I had a great chat last week with a close friend who is literally burnt out. He lamented the fact that he did it to himself and it was for a venture he didn’t own himself. He does have an equity role but it’s minor.

If there’s one thing I do have experience with, it’s being involved in way too many projects, companies, events, and ventures. I’ve learned the hard lessons over time of knowing where to draw lines. If you’re good at what you do, people will often drag you into making decisions about their business. If you allow it, they will gladly abdicate core business decisions to you.

When I was greener, you could pull me across these lines all day. I was eager to experience those business decisions and learn from them. I wanted to treat your business like it was my own so that I could one day have my own.

Today, I answer a lot of questions like this…

“You hired me to write software for you and be your technical team. What you’re asking is a core business decision, not a technical one. I can offer my opinion but I’m not sure it’s worth much as this isn’t my business.”

It doesn’t matter how strong my opinion is or how correct I feel I may be, the reality is I may do more harm than good by answering certain questions. Yes, we all want to be diligent and great at what we do. We all want to help. We all want the communities around us to succeed.

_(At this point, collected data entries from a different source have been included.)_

//! Property-based tests for FilePreviewManager.
//!
//! Random sequences of picker actions must never leave more than one live
//! preview, and every allocation must be matched by exactly one release once
//! the manager is gone.

use proptest::prelude::*;

use crate::preview::manager::FilePreviewManager;
use crate::preview::store::PreviewStore;
use crate::preview::types::{MediaKind, SelectedFile};

#[derive(Debug, Clone)]
enum PickerAction {
    Set(String),
    Select(Option<String>),
    Clear,
}

/// Strategy for content types across all three media kinds.
fn arb_content_type() -> impl Strategy<Value = String> {
    prop_oneof![
        Just("image/png".to_string()),
        Just("image/jpeg".to_string()),
        Just("application/pdf".to_string()),
        Just("application/zip".to_string()),
        "[a-z]{1,8}/[a-z]{1,8}",
    ]
}

fn arb_action() -> impl Strategy<Value = PickerAction> {
    prop_oneof![
        arb_content_type().prop_map(PickerAction::Set),
        proptest::option::of(arb_content_type()).prop_map(PickerAction::Select),
        Just(PickerAction::Clear),
    ]
}

fn file(content_type: &str) -> SelectedFile {
    SelectedFile::new("upload", content_type, vec![1, 2, 3])
}

proptest! {
    #![proptest_config(ProptestConfig::with_cases(100))]

    /// At most one live preview at every step, and it matches the attachment.
    #[test]
    fn prop_at_most_one_live_preview(actions in proptest::collection::vec(arb_action(), 0..40)) {
        let store = PreviewStore::new();
        let mut manager = FilePreviewManager::new(store.clone());

        for action in actions {
            let previous = manager.current_preview().map(|p| p.id());
            match action {
                PickerAction::Set(ct) => { manager.set_attachment(file(&ct)); }
                PickerAction::Select(ct) => { manager.select(ct.as_deref().map(file)); }
                PickerAction::Clear => manager.clear(),
            }

            prop_assert!(store.live_count() <= 1);

            let expected_live = manager
                .attachment()
                .is_some_and(|a| a.kind() != MediaKind::Unsupported);
            prop_assert_eq!(manager.current_preview().is_some(), expected_live);
            prop_assert_eq!(store.live_count(), usize::from(expected_live));

            // a replaced preview never survives
            if let Some(old) = previous {
                if manager.current_preview().map(|p| p.id()) != Some(old) {
                    prop_assert!(!store.is_live(old));
                }
            }
        }

        drop(manager);
        prop_assert_eq!(store.live_count(), 0);
        prop_assert_eq!(store.allocated_total(), store.released_total());
    }

    /// Clearing twice is the same as clearing once.
    #[test]
    fn prop_clear_twice_equals_once(ct in arb_content_type()) {
        let store = PreviewStore::new();
        let mut manager = FilePreviewManager::new(store.clone());
        manager.set_attachment(file(&ct));

        manager.clear();
        let released_after_one = store.released_total();
        manager.clear();

        prop_assert_eq!(store.released_total(), released_after_one);
        prop_assert!(manager.attachment().is_none());
        prop_assert_eq!(store.live_count(), 0);
    }
}
//! Attachment types.

use std::fmt;

use bytes::Bytes;
use serde::Serialize;

/// Media classification derived from a declared content type.
#[derive(Debug, Clone, Copy, PartialEq, Eq, Hash, Serialize)]
#[serde(rename_all = "lowercase")]
pub enum MediaKind {
    /// Any `image/*` type.
    Image,
    /// `application/pdf`.
    Pdf,
    /// Anything else; kept as an attachment but never previewed.
    Unsupported,
}

impl MediaKind {
    /// Classifies a declared content type.
    ///
    /// Matching is ASCII case-insensitive and ignores MIME parameters.
    /// A bare `image/` with no subtype is `Unsupported`, not `Image`.
    #[must_use]
    pub fn classify(content_type: &str) -> Self {
        let essence = content_type
            .split(';')
            .next()
            .unwrap_or_default()
            .trim()
            .to_ascii_lowercase();

        match essence.strip_prefix("image/") {
            Some(subtype) if !subtype.is_empty() => Self::Image,
            _ if essence == "application/pdf" => Self::Pdf,
            _ => Self::Unsupported,
        }
    }

    /// Returns true if a preview can be produced for this kind.
    #[must_use]
    pub fn is_previewable(&self) -> bool {
        !matches!(self, Self::Unsupported)
    }

    /// Returns the string representation of the kind.
    #[must_use]
    pub fn as_str(&self) -> &'static str {
        match self {
            Self::Image => "image",
            Self::Pdf => "pdf",
            Self::Unsupported => "unsupported",
        }
    }
}

impl fmt::Display for MediaKind {
    fn fmt(&self, f: &mut fmt::Formatter<'_>) -> fmt::Result {
        f.write_str(self.as_str())
    }
}

/// A file handed over by the file picker.
///
/// Content and size are never inspected; only the declared type is used.
#[derive(Debug, Clone, PartialEq, Eq)]
pub struct SelectedFile {
    /// Original file name.
    pub file_name: String,
    /// Declared MIME type.
    pub content_type: String,
    /// Raw content.
    pub bytes: Bytes,
}

impl SelectedFile {
    /// Creates a selected file.
    pub fn new(
        file_name: impl Into<String>,
        content_type: impl Into<String>,
        bytes: impl Into<Bytes>,
    ) -> Self {
        Self {
            file_name: file_name.into(),
            content_type: content_type.into(),
            bytes: bytes.into(),
        }
    }
}

/// The document currently selected for submission.
#[derive(Debug, Clone, PartialEq, Eq)]
pub struct Attachment {
    file_name: String,
    content_type: String,
    kind: MediaKind,
    bytes: Bytes,
}

impl Attachment {
    /// Classifies a selected file into an attachment.
    #[must_use]
    pub fn from_file(file: SelectedFile) -> Self {
        Self {
            kind: MediaKind::classify(&file.content_type),
            file_name: file.file_name,
            content_type: file.content_type,
            bytes: file.bytes,
        }
    }

    /// Original file name.
    #[must_use]
    pub fn file_name(&self) -> &str {
        &self.file_name
    }

    /// Declared MIME type, as supplied.
    #[must_use]
    pub fn content_type(&self) -> &str {
        &self.content_type
    }

    /// Media classification.
    #[must_use]
    pub fn kind(&self) -> MediaKind {
        self.kind
    }

    /// Raw content.
    #[must_use]
    pub fn bytes(&self) -> &Bytes {
        &self.bytes
    }

    /// Content length in bytes.
    #[must_use]
    pub fn size(&self) -> usize {
        self.bytes.len()
    }
}
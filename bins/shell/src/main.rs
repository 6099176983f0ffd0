//! Docflow scenario runner
//!
//! Replays a scripted wizard session and prints the resulting state.
//!
//! ```text
//! docflow <scenario.json>
//! ```

mod scenario;

use std::path::{Path, PathBuf};

use anyhow::Context;
use serde::Serialize;
use tracing::info;
use tracing_subscriber::{layer::SubscriberExt, util::SubscriberInitExt};

use docflow_core::wizard::{SessionSnapshot, WizardSession};
use docflow_shared::{AppConfig, AppError};

use crate::scenario::{Scenario, StepReport};

#[derive(Serialize)]
struct RunReport {
    steps: Vec<StepReport>,
    session: SessionSnapshot,
}

#[tokio::main]
async fn main() -> anyhow::Result<()> {
    // Load environment variables from .env file
    dotenvy::dotenv().ok();

    // Load configuration
    let config = AppConfig::load().map_err(AppError::from)?;

    // Initialize tracing; RUST_LOG wins over the configured filter
    tracing_subscriber::registry()
        .with(
            tracing_subscriber::EnvFilter::try_from_default_env()
                .unwrap_or_else(|_| config.logging.filter.as_str().into()),
        )
        .with(tracing_subscriber::fmt::layer().with_writer(std::io::stderr))
        .init();

    let path: PathBuf = std::env::args_os()
        .nth(1)
        .map(PathBuf::from)
        .context("usage: docflow <scenario.json>")?;
    let scenario = Scenario::load(&path).await?;

    let mut session = WizardSession::from_config(&config).map_err(AppError::from)?;
    info!(
        session_id = %session.id(),
        tiers = session.catalog().tiers().len(),
        latency_ms = config.gateway.latency_ms,
        "Wizard session started"
    );

    let base_dir = path.parent().unwrap_or_else(|| Path::new("."));
    let steps = scenario.replay(&mut session, base_dir).await?;

    let report = RunReport {
        steps,
        session: session.snapshot(),
    };
    println!("{}", serde_json::to_string_pretty(&report)?);

    Ok(())
}
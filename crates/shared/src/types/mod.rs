//! Common types used across the application.

pub mod id;
pub mod money;

pub use id::*;
pub use money::{Currency, Money};
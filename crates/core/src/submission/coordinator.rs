//! Submission collaborator trait and the simulated gateway.

use std::future::Future;
use std::time::Duration;

use docflow_shared::{GatewayOutcome, GatewaySettings};
use tracing::debug;

use super::error::SubmissionError;
use super::types::SubmissionReceipt;
use crate::summary::ReviewSummary;

/// External finalize operation (payment, dispatch, ...).
///
/// One call is one request with one outcome. Implementations do not retry;
/// retrying is the caller's decision.
pub trait SubmissionCoordinator: Send + Sync {
    /// Submits the reviewed order.
    fn submit(
        &self,
        summary: &ReviewSummary,
    ) -> impl Future<Output = Result<SubmissionReceipt, SubmissionError>> + Send;
}

/// Stand-in gateway that resolves after a fixed latency with a fixed outcome.
#[derive(Debug, Clone)]
pub struct SimulatedGateway {
    latency: Duration,
    outcome: GatewayOutcome,
    success_message: String,
    failure_message: String,
}

impl SimulatedGateway {
    /// Creates a gateway from configuration.
    #[must_use]
    pub fn from_settings(settings: &GatewaySettings) -> Self {
        Self {
            latency: Duration::from_millis(settings.latency_ms),
            outcome: settings.outcome,
            success_message: settings.success_message.clone(),
            failure_message: settings.failure_message.clone(),
        }
    }

    /// Overrides the latency.
    #[must_use]
    pub fn with_latency(mut self, latency: Duration) -> Self {
        self.latency = latency;
        self
    }

    /// Overrides the outcome.
    #[must_use]
    pub fn with_outcome(mut self, outcome: GatewayOutcome) -> Self {
        self.outcome = outcome;
        self
    }
}

impl Default for SimulatedGateway {
    fn default() -> Self {
        Self::from_settings(&GatewaySettings::default())
    }
}

impl SubmissionCoordinator for SimulatedGateway {
    async fn submit(&self, summary: &ReviewSummary) -> Result<SubmissionReceipt, SubmissionError> {
        debug!(
            latency_ms = self.latency.as_millis(),
            tier = summary.tier.as_ref().map(|t| t.title.as_str()),
            "simulated gateway processing"
        );
        if !self.latency.is_zero() {
            tokio::time::sleep(self.latency).await;
        }
        match self.outcome {
            GatewayOutcome::Succeed => Ok(SubmissionReceipt::new(self.success_message.clone())),
            GatewayOutcome::Fail => Err(SubmissionError::Declined(self.failure_message.clone())),
        }
    }
}
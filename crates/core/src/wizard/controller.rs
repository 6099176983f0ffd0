//! Wizard step machine.
//!
//! The controller owns the current step and the latest submission record.
//! Party, delivery and attachment state belong to their own components and
//! are only read here, through [`WizardInputs`].

use tracing::{debug, info, warn};

use crate::submission::{SubmissionCoordinator, SubmissionError, SubmissionRecord};
use crate::summary::ReviewSummary;
use crate::wizard::error::WizardError;
use crate::wizard::types::{UnmetPrecondition, WizardAction, WizardInputs, WizardStep};
use crate::wizard::validation::check_readiness;

/// Drives the capture/review steps and the submission collaborator.
///
/// `advance` and `confirm_and_submit` borrow the controller mutably for the
/// whole submission, so a second attempt cannot start before the first has
/// resolved.
#[derive(Debug)]
pub struct WizardController<C> {
    step: WizardStep,
    coordinator: C,
    attempts: u32,
    last_submission: Option<SubmissionRecord>,
    last_refusal: Vec<UnmetPrecondition>,
}

impl<C: SubmissionCoordinator> WizardController<C> {
    /// Creates a controller in the capture step.
    #[must_use]
    pub fn new(coordinator: C) -> Self {
        Self {
            step: WizardStep::Capture,
            coordinator,
            attempts: 0,
            last_submission: None,
            last_refusal: Vec::new(),
        }
    }

    /// Current step.
    #[must_use]
    pub fn step(&self) -> WizardStep {
        self.step
    }

    /// Latest submission attempt, if any.
    #[must_use]
    pub fn last_submission(&self) -> Option<&SubmissionRecord> {
        self.last_submission.as_ref()
    }

    /// Preconditions that blocked the latest refused action.
    #[must_use]
    pub fn last_refusal(&self) -> &[UnmetPrecondition] {
        &self.last_refusal
    }

    /// Number of submission attempts started so far.
    #[must_use]
    pub fn attempts(&self) -> u32 {
        self.attempts
    }

    /// The submission collaborator.
    #[must_use]
    pub fn coordinator(&self) -> &C {
        &self.coordinator
    }

    /// Capture → Review.
    ///
    /// Checks every precondition, then submits; the step only changes if the
    /// submission succeeds.
    ///
    /// # Errors
    ///
    /// - `WizardError::InvalidTransition` if not in the capture step
    /// - `WizardError::NotReady` if a precondition is unmet (nothing is submitted)
    /// - `WizardError::SubmissionFailed` if the collaborator fails
    pub async fn advance(&mut self, inputs: &WizardInputs<'_>) -> Result<WizardStep, WizardError> {
        let target = self.target(WizardAction::Advance)?;
        self.ensure_ready(inputs)?;

        let (record, failure) = self.submit(inputs).await;
        if let Some(source) = failure {
            return Err(WizardError::SubmissionFailed {
                attempt: record.attempt,
                source,
            });
        }

        info!(from = %self.step, to = %target, "wizard advanced");
        self.step = target;
        Ok(target)
    }

    /// Review → Capture. Entered data is untouched.
    ///
    /// # Errors
    ///
    /// Returns `WizardError::InvalidTransition` if not in the review step.
    pub fn retreat(&mut self) -> Result<WizardStep, WizardError> {
        let target = self.target(WizardAction::Retreat)?;
        info!(from = %self.step, to = %target, "wizard retreated");
        self.step = target;
        Ok(target)
    }

    /// Submits again from the review step.
    ///
    /// The step stays Review whatever the outcome, so the user can retry.
    /// A collaborator failure is reported through the returned record, not
    /// as an error.
    ///
    /// # Errors
    ///
    /// - `WizardError::InvalidTransition` if not in the review step
    /// - `WizardError::NotReady` if the data no longer passes the gate
    pub async fn confirm_and_submit(
        &mut self,
        inputs: &WizardInputs<'_>,
    ) -> Result<SubmissionRecord, WizardError> {
        self.target(WizardAction::Submit)?;
        self.ensure_ready(inputs)?;

        let (record, _) = self.submit(inputs).await;
        Ok(record)
    }

    /// Returns to the capture step and forgets the submission record.
    pub fn reset(&mut self) {
        debug!(step = %self.step, "wizard reset");
        self.step = WizardStep::Capture;
        self.last_submission = None;
        self.last_refusal.clear();
    }

    fn target(&self, action: WizardAction) -> Result<WizardStep, WizardError> {
        self.step.next(action).ok_or_else(|| {
            warn!(step = %self.step, %action, "transition refused");
            WizardError::InvalidTransition {
                from: self.step,
                action,
            }
        })
    }

    fn ensure_ready(&mut self, inputs: &WizardInputs<'_>) -> Result<(), WizardError> {
        let unmet = check_readiness(inputs);
        if unmet.is_empty() {
            self.last_refusal.clear();
            return Ok(());
        }
        warn!(
            step = %self.step,
            unmet = unmet.len(),
            first = %unmet[0],
            "wizard not ready"
        );
        self.last_refusal.clone_from(&unmet);
        Err(WizardError::NotReady(unmet))
    }

    /// Runs one attempt and stores its resolved record. The collaborator's
    /// error, if any, is returned next to the record.
    async fn submit(
        &mut self,
        inputs: &WizardInputs<'_>,
    ) -> (SubmissionRecord, Option<SubmissionError>) {
        if let Some(stale) = self
            .last_submission
            .as_ref()
            .filter(|r| !r.outcome.is_resolved())
        {
            warn!(attempt = stale.attempt, "superseding unresolved submission");
        }

        self.attempts += 1;
        let attempt = self.attempts;
        let record = SubmissionRecord::pending(attempt);
        self.last_submission = Some(record.clone());
        debug!(attempt, "submission started");

        let summary = ReviewSummary::build(inputs);
        let (resolved, failure) = match self.coordinator.submit(&summary).await {
            Ok(receipt) => {
                info!(attempt, message = %receipt.message, "submission succeeded");
                (record.succeed(receipt), None)
            }
            Err(err) => {
                warn!(attempt, error = %err, code = err.error_code(), "submission failed");
                (record.fail(err.reason()), Some(err))
            }
        };
        self.last_submission = Some(resolved.clone());
        (resolved, failure)
    }
}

Ultimately I described it to my friend like this. On every project you need to decide, and remember, whether you’re the parent or the grandparent. If you’re the grandparent then yes you need to treat that project like it’s your own baby when you’re working on it. Yes, you want to see it grow up strong and independent but when it shits it’s pants and starts balling it’s eyes out, you get to drop it off at the parents house and head out for dinner, a pint and ultimately a nice restful sleep. Yes, parents don’t stress about their kids safety when they drop them off at the grandparents but they also know there are lines.

If you’re the parent then you need to be prepared for the drop off when the shit hits the cloth. Assuming you’re working with experienced folks who recognize they’re grandparents then you will get the call…

“Hey, sorry but your startup shit itself again. I’m the grandparent and until that changes, this mess is yours my friend.”

PS…On the funding side, be careful how much equity you ask for. You may find yourself parenting where you intended to be a golfing, fun loving gran-pappy.

DemoCampGuelph at Storm game

November 19th, 2010

On behalf of DemoCampGuelph, I applied for, and managed to win, the use of the City of Guelph‘s suite for a Guelph Storm hockey game. The game is November 27th and unfortunately I’m out of town so I miss out on the fun. After offering tickets to people who help organize the event, I still have 12 tickets left.

Here’s my plan. I’d like to share these tickets with the people who make our events happen by demo’ing at them. If you’ve ever demo’d at a DemoCampGuelph and want to attend this game, then contact me immediately. I’ll give the tickets out on a first come, first served basis until they’re gone.

It should be a fun night and a chance to catch a hockey game in style with some fellow DCG groupies. I wish I could be there myself.